Ah! O verão… Críticos à parte (sei que não são poucos os haters do verão carioca), não há melhor estação no ano! O sol brilha, pele bronzeada, praias e paisagens espetaculares, sonhos renovados e chuva, MUITA CHUVA!
A chuva é uma “benção”, sem dúvida! Por falar nisso, já conversamos sobre chuva e misticismo aqui (Ver o post “Mudanças climáticas: De quem é a culpa?”). A questão é que com as mudanças climáticas são previstas grandes alterações na distribuição das chuvas, principalmente o aumento na ocorrência de eventos extremos. Não é por acaso que o novo prefeito da cidade do Rio de Janeiro, Marcelo Crivella, solicitou no prazo de 10 dias à Secretária de Meio Ambiente e Conservação, um relatório sobre o risco de desastres naturais na cidade. Não se preparar para chuvas e secas extremas pode causar perdas irreversíveis à população. Nós sabemos bem disso…
Por outro lado, muito bom saber que tem gente pensando em como se prevenir e se adaptar a estas novas condições climáticas. Dá uma olhada aqui, aqui e aqui! Mas você já pensou como os demais organismos na natureza, além de nós, vão responder a estas mudanças? O que será afetado? Como eles responderão a essas novas condições de chuva? O que será perdido?
O Laboratório de Limnologia/UFRJ, interessado nesta questão, publicou o trabalho “Predicted rainfall disrupted trophic interactions in a tropical aquatic ecosystems” por Aliny P. F. Pires, Nicholas A. C. Marino, Diane S. Srivastava e Vinicius F. Farjalla na revista Ecology, uma dos mais renomados periódicos na área. A relevância do trabalho se dá por uma série de motivos, entre eles o fato de ser um dos primeiros trabalhos a testar experimentalmente o efeito de mudanças previstas no padrão de precipitação para ecossistemas aquáticos tropicais. Os autores conseguiram este feito utilizando o potencial experimental da bromélia-tanque Noeregelia cruenta, como microcosmo natural.

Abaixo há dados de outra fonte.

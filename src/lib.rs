#![forbid(unsafe_code)]
//! A front end for a small, Kaleidoscope-like expression language.
//!
//! Program text is [lexed](lexer) into [tokens](token), [parsed](parser)
//! into an [AST](ast) with a caller supplied operator precedence table, and
//! [generated](codegen) into an SSA [module](module) of [functions](function).
//! The [driver] runs this pipeline one top-level unit at a time.

pub mod ast;
pub mod basic_block;
pub mod codegen;
pub mod common_traits;
pub mod context;
pub mod driver;
pub mod function;
pub mod irbuild;
pub mod lexer;
pub mod location;
pub mod module;
pub mod operation;
pub mod parser;
pub mod printable;
pub mod result;
pub mod r#type;
pub mod token;
pub mod value;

Os autores manipularam a distribuição das chuvas de duas maneiras, aumentando o agrupamento das chuvas e aumentando a ocorrência de eventos extremos, esperado de ocorrer para o Sudeste brasileiro até o final deste século. Além disso, os autores manipularam a diversidade de recurso alimentar (detrito) dentro do copo da bromélia, a fim de verificar o potencial de atenuar os efeitos da precipitação. No total, foram utilizadas 175 bromélias distribuídas em 5 tratamentos de chuva e 7 tratamentos de detrito, combinados. Eis o maior experimento com bromélias-tanque até hoje realizado! Legal, né? Foram mensuradas respostas na comunidade de macroinvertebrados que habitam estes ecossistemas, como o número de indivíduos, de espécies, a composição e a interação alimentar entre os organismos que vivem ali.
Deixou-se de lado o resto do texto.